Prompt
Write out all of the entries, matching the original exactly.

The input
▬▬▬

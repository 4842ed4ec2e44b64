//! Trace session end to end: two cyclic threads, one trace file.

use rtloop::app::App;
use rtloop::cyclic::{CycleContext, CyclicTask, CyclicThread};
use rtloop::session::{TraceRecord, read_trace};
use rtloop::tracer::{METRIC_LOOP_LATENCY, METRIC_WAKEUP_LATENCY, SPAN_SLEEP};
use rtloop_common::config::TraceSessionParams;
use rtloop_common::error::RtError;
use rtloop_common::sched::{CyclicConfig, TracerConfig};
use std::collections::HashMap;
use std::time::Duration;
use tempfile::TempDir;

struct Spanned;

impl CyclicTask for Spanned {
    fn run_loop(&mut self, ctx: &CycleContext<'_>, _elapsed_ns: i64) -> bool {
        let _span = ctx.span("Work");
        std::hint::black_box(ctx.iteration());
        false
    }
}

fn params() -> TraceSessionParams {
    TraceSessionParams {
        buffer_size_kb: 256,
        flush_period_ms: 20,
        file_write_period_ms: 50,
    }
}

/// `(timestamp, value)` of every `name` metric, grouped by tid.
fn metric_streams(records: &[TraceRecord], wanted: &str) -> HashMap<i32, Vec<(i64, i64)>> {
    let mut streams: HashMap<i32, Vec<(i64, i64)>> = HashMap::new();
    for record in records {
        if let TraceRecord::Metric {
            tid,
            name,
            value,
            timestamp_ns,
        } = record
        {
            if name == wanted {
                streams.entry(*tid).or_default().push((*timestamp_ns, *value));
            }
        }
    }
    streams
}

#[cfg(feature = "trace")]
#[test]
fn two_periods_produce_independent_wakeup_streams() {
    let tmp = TempDir::new().unwrap();
    let path = tmp.path().join("two.jsonl");

    let mut app = App::new("two-periods");
    let fast = CyclicThread::new("fast", CyclicConfig::new(1_000_000), Spanned).unwrap();
    let slow = CyclicThread::new("slow", CyclicConfig::new(5_000_000), Spanned).unwrap();
    let fast_stats = fast.stats();
    let slow_stats = slow.stats();
    app.register_thread(fast.into_thread().unwrap()).unwrap();
    app.start_trace_session_with(&path, params()).unwrap();
    // Registered after the session started: still traced.
    app.register_thread(slow.into_thread().unwrap()).unwrap();

    app.run_for(Duration::from_millis(300)).unwrap();
    let fast_tid = app.thread("fast").unwrap().tid().unwrap();
    let slow_tid = app.thread("slow").unwrap().tid().unwrap();

    let records = read_trace(&path).unwrap();
    assert!(matches!(
        &records[0],
        TraceRecord::Process { name, .. } if name == "two-periods"
    ));
    assert!(records.contains(&TraceRecord::Thread {
        tid: fast_tid,
        name: "fast".to_string()
    }));
    assert!(records.contains(&TraceRecord::Thread {
        tid: slow_tid,
        name: "slow".to_string()
    }));
    assert!(!records.iter().any(|r| matches!(r, TraceRecord::Dropped { .. })));

    let wakeups = metric_streams(&records, METRIC_WAKEUP_LATENCY);
    assert_eq!(wakeups.len(), 2);
    for (tid, period_ns, stats) in [
        (fast_tid, 1_000_000, &fast_stats),
        (slow_tid, 5_000_000, &slow_stats),
    ] {
        let stream = &wakeups[&tid];
        assert_eq!(stream.len() as u64, stats.snapshot().iterations);
        // timestamp - latency is the nominal wakeup: exactly one period apart.
        let nominal: Vec<i64> = stream.iter().map(|(ts, lat)| ts - lat).collect();
        for pair in nominal.windows(2) {
            assert_eq!(pair[1] - pair[0], period_ns, "tid {tid}");
        }
        assert!(stream.windows(2).all(|w| w[0].0 < w[1].0));
        assert!(stream.iter().all(|&(_, lat)| lat >= 0));
    }
    assert!(wakeups[&fast_tid].len() > 3 * wakeups[&slow_tid].len());

    let loops = metric_streams(&records, METRIC_LOOP_LATENCY);
    assert_eq!(loops[&fast_tid].len(), wakeups[&fast_tid].len());

    let work_spans = records
        .iter()
        .filter(|r| matches!(r, TraceRecord::Span { tid, name, .. } if *tid == slow_tid && name == "Work"))
        .count();
    assert_eq!(work_spans, wakeups[&slow_tid].len());
}

#[cfg(feature = "trace")]
#[test]
fn sleep_spans_when_enabled() {
    let tmp = TempDir::new().unwrap();
    let path = tmp.path().join("sleep.jsonl");

    let config = CyclicConfig::new(2_000_000).with_tracer(TracerConfig {
        trace_sleep: true,
        ..TracerConfig::default()
    });
    let mut app = App::new("sleepy");
    app.register_thread(
        CyclicThread::new("sleeper", config, Spanned)
            .unwrap()
            .into_thread()
            .unwrap(),
    )
    .unwrap();
    app.start_trace_session_with(&path, params()).unwrap();
    app.run_for(Duration::from_millis(50)).unwrap();

    let records = read_trace(&path).unwrap();
    let sleeps: Vec<(i64, i64)> = records
        .iter()
        .filter_map(|r| match r {
            TraceRecord::Span {
                name,
                start_ns,
                end_ns,
                ..
            } if name == SPAN_SLEEP => Some((*start_ns, *end_ns)),
            _ => None,
        })
        .collect();
    assert!(sleeps.len() >= 5, "{} sleep spans", sleeps.len());
    assert!(sleeps.iter().all(|(start, end)| end >= start));
}

#[test]
fn unopenable_destination_is_reported_at_start() {
    let tmp = TempDir::new().unwrap();
    let mut app = App::new("no-dir");
    let err = app
        .start_trace_session(tmp.path().join("missing").join("t.jsonl"))
        .unwrap_err();
    assert!(matches!(err, RtError::Io { .. }), "{err}");
    assert!(app.session().is_none());

    // A second attempt to a valid path is allowed; a third is not.
    app.start_trace_session(tmp.path().join("t.jsonl")).unwrap();
    assert!(
        app.start_trace_session(tmp.path().join("again.jsonl"))
            .unwrap_err()
            .is_lifecycle()
    );
}

#[test]
fn existing_file_is_truncated() {
    let tmp = TempDir::new().unwrap();
    let path = tmp.path().join("old.jsonl");
    std::fs::write(&path, "not json\n".repeat(100)).unwrap();

    let mut app = App::new("truncate");
    app.start_trace_session_with(&path, params()).unwrap();
    app.start().unwrap();
    app.request_stop();
    app.join().unwrap();

    let records = read_trace(&path).unwrap();
    assert_eq!(records.len(), 1);
    assert!(matches!(records[0], TraceRecord::Process { .. }));
}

▬▬▬

Answer section
repository 4842ed4ec2e44b64
//! Trace session end to end: two cyclic threads, one trace file.

use rtloop::app::App;
use rtloop::cyclic::{CycleContext, CyclicTask, CyclicThread};
use rtloop::session::{TraceRecord, read_trace};
use rtloop::tracer::{METRIC_LOOP_LATENCY, METRIC_WAKEUP_LATENCY, SPAN_SLEEP};
use rtloop_common::config::TraceSessionParams;
use rtloop_common::error::RtError;
use rtloop_common::sched::{CyclicConfig, TracerConfig};
use std::collections::HashMap;
use std::time::Duration;
use tempfile::TempDir;

struct Spanned;

impl CyclicTask for Spanned {
    fn run_loop(&mut self, ctx: &CycleContext<'_>, _elapsed_ns: i64) -> bool {
        let _span = ctx.span("Work");
        std::hint::black_box(ctx.iteration());
        false
    }
}

fn params() -> TraceSessionParams {
    TraceSessionParams {
        buffer_size_kb: 256,
        flush_period_ms: 20,
        file_write_period_ms: 50,
    }
}

/// `(timestamp, value)` of every `name` metric, grouped by tid.
fn metric_streams(records: &[TraceRecord], wanted: &str) -> HashMap<i32, Vec<(i64, i64)>> {
    let mut streams: HashMap<i32, Vec<(i64, i64)>> = HashMap::new();
    for record in records {
        if let TraceRecord::Metric {
            tid,
            name,
            value,
            timestamp_ns,
        } = record
        {
            if name == wanted {
                streams.entry(*tid).or_default().push((*timestamp_ns, *value));
            }
        }
    }
    streams
}

#[cfg(feature = "trace")]
#[test]
fn two_periods_produce_independent_wakeup_streams() {
    let tmp = TempDir::new().unwrap();
    let path = tmp.path().join("two.jsonl");

    let mut app = App::new("two-periods");
    let fast = CyclicThread::new("fast", CyclicConfig::new(1_000_000), Spanned).unwrap();
    let slow = CyclicThread::new("slow", CyclicConfig::new(5_000_000), Spanned).unwrap();
    let fast_stats = fast.stats();
    let slow_stats = slow.stats();
    app.register_thread(fast.into_thread().unwrap()).unwrap();
    app.start_trace_session_with(&path, params()).unwrap();
    // Registered after the session started: still traced.
    app.register_thread(slow.into_thread().unwrap()).unwrap();

    app.run_for(Duration::from_millis(300)).unwrap();
    let fast_tid = app.thread("fast").unwrap().tid().unwrap();
    let slow_tid = app.thread("slow").unwrap().tid().unwrap();

    let records = read_trace(&path).unwrap();
    assert!(matches!(
        &records[0],
        TraceRecord::Process { name, .. } if name == "two-periods"
    ));
    assert!(records.contains(&TraceRecord::Thread {
        tid: fast_tid,
        name: "fast".to_string()
    }));
    assert!(records.contains(&TraceRecord::Thread {
        tid: slow_tid,
        name: "slow".to_string()
    }));
    assert!(!records.iter().any(|r| matches!(r, TraceRecord::Dropped { .. })));

    let wakeups = metric_streams(&records, METRIC_WAKEUP_LATENCY);
    assert_eq!(wakeups.len(), 2);
    for (tid, period_ns, stats) in [
        (fast_tid, 1_000_000, &fast_stats),
        (slow_tid, 5_000_000, &slow_stats),
    ] {
        let stream = &wakeups[&tid];
        assert_eq!(stream.len() as u64, stats.snapshot().iterations);
        // timestamp - latency is the nominal wakeup: exactly one period apart.
        let nominal: Vec<i64> = stream.iter().map(|(ts, lat)| ts - lat).collect();
        for pair in nominal.windows(2) {
            assert_eq!(pair[1] - pair[0], period_ns, "tid {tid}");
        }
        assert!(stream.windows(2).all(|w| w[0].0 < w[1].0));
        assert!(stream.iter().all(|&(_, lat)| lat >= 0));
    }
    assert!(wakeups[&fast_tid].len() > 3 * wakeups[&slow_tid].len());

    let loops = metric_streams(&records, METRIC_LOOP_LATENCY);
    assert_eq!(loops[&fast_tid].len(), wakeups[&fast_tid].len());

    let work_spans = records
        .iter()
        .filter(|r| matches!(r, TraceRecord::Span { tid, name, .. } if *tid == slow_tid && name == "Work"))
        .count();
    assert_eq!(work_spans, wakeups[&slow_tid].len());
}

#[cfg(feature = "trace")]
#[test]
fn sleep_spans_when_enabled() {
    let tmp = TempDir::new().unwrap();
    let path = tmp.path().join("sleep.jsonl");

    let config = CyclicConfig::new(2_000_000).with_tracer(TracerConfig {
        trace_sleep: true,
        ..TracerConfig::default()
    });
    let mut app = App::new("sleepy");
    app.register_thread(
        CyclicThread::new("sleeper", config, Spanned)
            .unwrap()
            .into_thread()
            .unwrap(),
    )
    .unwrap();
    app.start_trace_session_with(&path, params()).unwrap();
    app.run_for(Duration::from_millis(50)).unwrap();

    let records = read_trace(&path).unwrap();
    let sleeps: Vec<(i64, i64)> = records
        .iter()
        .filter_map(|r| match r {
            TraceRecord::Span {
                name,
                start_ns,
                end_ns,
                ..
            } if name == SPAN_SLEEP => Some((*start_ns, *end_ns)),
            _ => None,
        })
        .collect();
    assert!(sleeps.len() >= 5, "{} sleep spans", sleeps.len());
    assert!(sleeps.iter().all(|(start, end)| end >= start));
}

#[test]
fn unopenable_destination_is_reported_at_start() {
    let tmp = TempDir::new().unwrap();
    let mut app = App::new("no-dir");
    let err = app
        .start_trace_session(tmp.path().join("missing").join("t.jsonl"))
        .unwrap_err();
    assert!(matches!(err, RtError::Io { .. }), "{err}");
    assert!(app.session().is_none());

    // A second attempt to a valid path is allowed; a third is not.
    app.start_trace_session(tmp.path().join("t.jsonl")).unwrap();
    assert!(
        app.start_trace_session(tmp.path().join("again.jsonl"))
            .unwrap_err()
            .is_lifecycle()
    );
}

#[test]
fn existing_file_is_truncated() {
    let tmp = TempDir::new().unwrap();
    let path = tmp.path().join("old.jsonl");
    std::fs::write(&path, "not json\n".repeat(100)).unwrap();

    let mut app = App::new("truncate");
    app.start_trace_session_with(&path, params()).unwrap();
    app.start().unwrap();
    app.request_stop();
    app.join().unwrap();

    let records = read_trace(&path).unwrap();
    assert_eq!(records.len(), 1);
    assert!(matches!(records[0], TraceRecord::Process { .. }));
}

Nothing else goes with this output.